Stored data
==============================

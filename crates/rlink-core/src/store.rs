//! In-memory blob store backing the endpoint's fetch verb.
//!
//! Blobs stay until removed; there is no eviction.

use bytes::Bytes;
use std::collections::HashMap;
use std::sync::Mutex;
use tracing::debug;

/// Keyed byte payloads awaiting a fetch from the interpreter.
#[derive(Debug, Default)]
pub struct BlobStore {
    blobs: Mutex<HashMap<String, Bytes>>,
}

impl BlobStore {
    pub fn new() -> Self {
        Self::default()
    }

    /// Store a blob, replacing any previous blob under the same key.
    pub fn put(&self, key: impl Into<String>, bytes: impl Into<Bytes>) {
        let key = key.into();
        let bytes = bytes.into();
        debug!("Storing blob {} ({} bytes)", key, bytes.len());
        self.lock().insert(key, bytes);
    }

    /// Look up a blob without removing it.
    pub fn get(&self, key: &str) -> Option<Bytes> {
        self.lock().get(key).cloned()
    }

    /// Remove a blob. Removing a missing key is a no-op.
    pub fn remove(&self, key: &str) {
        if self.lock().remove(key).is_some() {
            debug!("Removed blob {}", key);
        }
    }

    pub fn contains(&self, key: &str) -> bool {
        self.lock().contains_key(key)
    }

    pub fn len(&self) -> usize {
        self.lock().len()
    }

    pub fn is_empty(&self) -> bool {
        self.lock().is_empty()
    }

    fn lock(&self) -> std::sync::MutexGuard<'_, HashMap<String, Bytes>> {
        // The map holds no invariants a panicking writer could break.
        self.blobs.lock().unwrap_or_else(|poisoned| poisoned.into_inner())
    }
}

==============================

Each line of the records, from the opening one through the line holding "pub struct BlobStore", should be restated word for word, with nothing else in the answer.

filename crates/rlink-core/src/store.rs
//! In-memory blob store backing the endpoint's fetch verb.
//!
//! Blobs stay until removed; there is no eviction.

use bytes::Bytes;
use std::collections::HashMap;
use std::sync::Mutex;
use tracing::debug;

/// Keyed byte payloads awaiting a fetch from the interpreter.
#[derive(Debug, Default)]
pub struct BlobStore {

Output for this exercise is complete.